*TRY IT*
Set the records down again. Match every line exactly.
+++++
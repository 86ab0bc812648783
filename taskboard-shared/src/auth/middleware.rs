/// Bearer-token extraction and the per-request authentication context
///
/// The API layer wraps [`authenticate_bearer`] in an axum middleware: the
/// bearer token is validated and an [`AuthContext`] carrying the verified
/// user id is inserted into request extensions. Handlers never read a
/// client-supplied identity field.
///
/// # Example
///
/// ```
/// use axum::Extension;
/// use taskboard_shared::auth::middleware::AuthContext;
///
/// async fn handler(Extension(auth): Extension<AuthContext>) -> String {
///     format!("acting user: {}", auth.user_id)
/// }
/// ```

use axum::http::{header, HeaderMap};
use serde::{Deserialize, Serialize};
use uuid::Uuid;

use super::jwt::{validate_access_token, JwtError};

/// Authentication context added to request extensions
///
/// Carries only the verified user id; role and approval state are re-read
/// from the database by the authorization checks so permission changes take
/// effect immediately, not at next login.
#[derive(Debug, Clone, Copy, Serialize, Deserialize)]
pub struct AuthContext {
    /// Authenticated user ID (from the access token's `sub` claim)
    pub user_id: Uuid,
}

impl AuthContext {
    /// Creates an auth context from validated JWT claims
    pub fn from_jwt(user_id: Uuid) -> Self {
        Self { user_id }
    }
}

/// Error type for bearer-token authentication
#[derive(Debug, thiserror::Error)]
pub enum AuthError {
    /// Missing Authorization header
    #[error("Missing credentials")]
    MissingCredentials,

    /// Malformed Authorization header
    #[error("{0}")]
    InvalidFormat(String),

    /// Token validation failed
    #[error("{0}")]
    InvalidToken(String),
}

/// Validates the bearer token in a request's headers
///
/// # Errors
///
/// - [`AuthError::MissingCredentials`] when the Authorization header is absent
/// - [`AuthError::InvalidFormat`] when it is not a Bearer token
/// - [`AuthError::InvalidToken`] when validation fails (bad signature,
///   expired, wrong token type)
pub fn authenticate_bearer(headers: &HeaderMap, secret: &str) -> Result<AuthContext, AuthError> {
    let auth_header = headers
        .get(header::AUTHORIZATION)
        .and_then(|v| v.to_str().ok())
        .ok_or(AuthError::MissingCredentials)?;

    let token = auth_header
        .strip_prefix("Bearer ")
        .ok_or_else(|| AuthError::InvalidFormat("Expected Bearer token".to_string()))?;

    let claims = validate_access_token(token, secret).map_err(|e| match e {
        JwtError::Expired => AuthError::InvalidToken("Token expired".to_string()),
        JwtError::InvalidIssuer => AuthError::InvalidToken("Invalid issuer".to_string()),
        _ => AuthError::InvalidToken(format!("Invalid token: {}", e)),
    })?;

    Ok(AuthContext::from_jwt(claims.sub))
}

#[cfg(test)]
mod tests {
    use super::*;
    use crate::auth::jwt::{create_token, Claims, TokenType};
    use axum::http::HeaderValue;

    const SECRET: &str = "test-secret-key-at-least-32-bytes-long";

    fn headers_with_token(token: &str) -> HeaderMap {
        let mut headers = HeaderMap::new();
        headers.insert(
            header::AUTHORIZATION,
            HeaderValue::from_str(&format!("Bearer {}", token)).unwrap(),
        );
        headers
    }

    #[test]
    fn test_authenticate_bearer_valid() {
        let user_id = Uuid::new_v4();
        let token = create_token(&Claims::new(user_id, TokenType::Access), SECRET).unwrap();

        let context = authenticate_bearer(&headers_with_token(&token), SECRET).unwrap();
        assert_eq!(context.user_id, user_id);
    }

    #[test]
    fn test_authenticate_bearer_missing_header() {
        let result = authenticate_bearer(&HeaderMap::new(), SECRET);
        assert!(matches!(result.unwrap_err(), AuthError::MissingCredentials));
    }

    #[test]
    fn test_authenticate_bearer_not_bearer() {
        let mut headers = HeaderMap::new();
        headers.insert(
            header::AUTHORIZATION,
            HeaderValue::from_static("Basic dXNlcjpwYXNz"),
        );

        let result = authenticate_bearer(&headers, SECRET);
        assert!(matches!(result.unwrap_err(), AuthError::InvalidFormat(_)));
    }

    #[test]
    fn test_authenticate_bearer_refresh_token_rejected() {
        let token =
            create_token(&Claims::new(Uuid::new_v4(), TokenType::Refresh), SECRET).unwrap();

        let result = authenticate_bearer(&headers_with_token(&token), SECRET);
        assert!(matches!(result.unwrap_err(), AuthError::InvalidToken(_)));
    }

    #[test]
    fn test_authenticate_bearer_wrong_secret() {
        let token = create_token(&Claims::new(Uuid::new_v4(), TokenType::Access), "other-secret")
            .unwrap();

        let result = authenticate_bearer(&headers_with_token(&token), SECRET);
        assert!(matches!(result.unwrap_err(), AuthError::InvalidToken(_)));
    }
}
+++++
*YOUR RESPONSE*
repository 86ab0bc812648783
filename taskboard-shared/src/auth/middleware.rs
/// Bearer-token extraction and the per-request authentication context
///
/// The API layer wraps [`authenticate_bearer`] in an axum middleware: the
/// bearer token is validated and an [`AuthContext`] carrying the verified
/// user id is inserted into request extensions. Handlers never read a
/// client-supplied identity field.
///
/// # Example
///
/// ```
/// use axum::Extension;
/// use taskboard_shared::auth::middleware::AuthContext;
///
/// async fn handler(Extension(auth): Extension<AuthContext>) -> String {
///     format!("acting user: {}", auth.user_id)
/// }
/// ```

use axum::http::{header, HeaderMap};
use serde::{Deserialize, Serialize};
use uuid::Uuid;

use super::jwt::{validate_access_token, JwtError};

/// Authentication context added to request extensions
///
/// Carries only the verified user id; role and approval state are re-read
/// from the database by the authorization checks so permission changes take
/// effect immediately, not at next login.
#[derive(Debug, Clone, Copy, Serialize, Deserialize)]
pub struct AuthContext {
    /// Authenticated user ID (from the access token's `sub` claim)
    pub user_id: Uuid,
}

impl AuthContext {
    /// Creates an auth context from validated JWT claims
    pub fn from_jwt(user_id: Uuid) -> Self {
        Self { user_id }
    }
}

/// Error type for bearer-token authentication
#[derive(Debug, thiserror::Error)]
pub enum AuthError {
    /// Missing Authorization header
    #[error("Missing credentials")]
    MissingCredentials,

    /// Malformed Authorization header
    #[error("{0}")]
    InvalidFormat(String),

    /// Token validation failed
    #[error("{0}")]
    InvalidToken(String),
}

/// Validates the bearer token in a request's headers
///
/// # Errors
///
/// - [`AuthError::MissingCredentials`] when the Authorization header is absent
/// - [`AuthError::InvalidFormat`] when it is not a Bearer token
/// - [`AuthError::InvalidToken`] when validation fails (bad signature,
///   expired, wrong token type)
pub fn authenticate_bearer(headers: &HeaderMap, secret: &str) -> Result<AuthContext, AuthError> {
    let auth_header = headers
        .get(header::AUTHORIZATION)
        .and_then(|v| v.to_str().ok())
        .ok_or(AuthError::MissingCredentials)?;

    let token = auth_header
        .strip_prefix("Bearer ")
        .ok_or_else(|| AuthError::InvalidFormat("Expected Bearer token".to_string()))?;

    let claims = validate_access_token(token, secret).map_err(|e| match e {
        JwtError::Expired => AuthError::InvalidToken("Token expired".to_string()),
        JwtError::InvalidIssuer => AuthError::InvalidToken("Invalid issuer".to_string()),
        _ => AuthError::InvalidToken(format!("Invalid token: {}", e)),
    })?;

    Ok(AuthContext::from_jwt(claims.sub))
}

#[cfg(test)]
mod tests {
    use super::*;
    use crate::auth::jwt::{create_token, Claims, TokenType};
    use axum::http::HeaderValue;

    const SECRET: &str = "test-secret-key-at-least-32-bytes-long";

    fn headers_with_token(token: &str) -> HeaderMap {
        let mut headers = HeaderMap::new();
        headers.insert(
            header::AUTHORIZATION,
            HeaderValue::from_str(&format!("Bearer {}", token)).unwrap(),
        );
        headers
    }

    #[test]
    fn test_authenticate_bearer_valid() {
        let user_id = Uuid::new_v4();
        let token = create_token(&Claims::new(user_id, TokenType::Access), SECRET).unwrap();

        let context = authenticate_bearer(&headers_with_token(&token), SECRET).unwrap();
        assert_eq!(context.user_id, user_id);
    }

    #[test]
    fn test_authenticate_bearer_missing_header() {
        let result = authenticate_bearer(&HeaderMap::new(), SECRET);
        assert!(matches!(result.unwrap_err(), AuthError::MissingCredentials));
    }

    #[test]
    fn test_authenticate_bearer_not_bearer() {
        let mut headers = HeaderMap::new();
        headers.insert(
            header::AUTHORIZATION,
            HeaderValue::from_static("Basic dXNlcjpwYXNz"),
        );

        let result = authenticate_bearer(&headers, SECRET);
        assert!(matches!(result.unwrap_err(), AuthError::InvalidFormat(_)));
    }

    #[test]
    fn test_authenticate_bearer_refresh_token_rejected() {
        let token =
            create_token(&Claims::new(Uuid::new_v4(), TokenType::Refresh), SECRET).unwrap();

        let result = authenticate_bearer(&headers_with_token(&token), SECRET);
        assert!(matches!(result.unwrap_err(), AuthError::InvalidToken(_)));
    }

    #[test]
    fn test_authenticate_bearer_wrong_secret() {
        let token = create_token(&Claims::new(Uuid::new_v4(), TokenType::Access), "other-secret")
            .unwrap();

        let result = authenticate_bearer(&headers_with_token(&token), SECRET);
        assert!(matches!(result.unwrap_err(), AuthError::InvalidToken(_)));
    }
}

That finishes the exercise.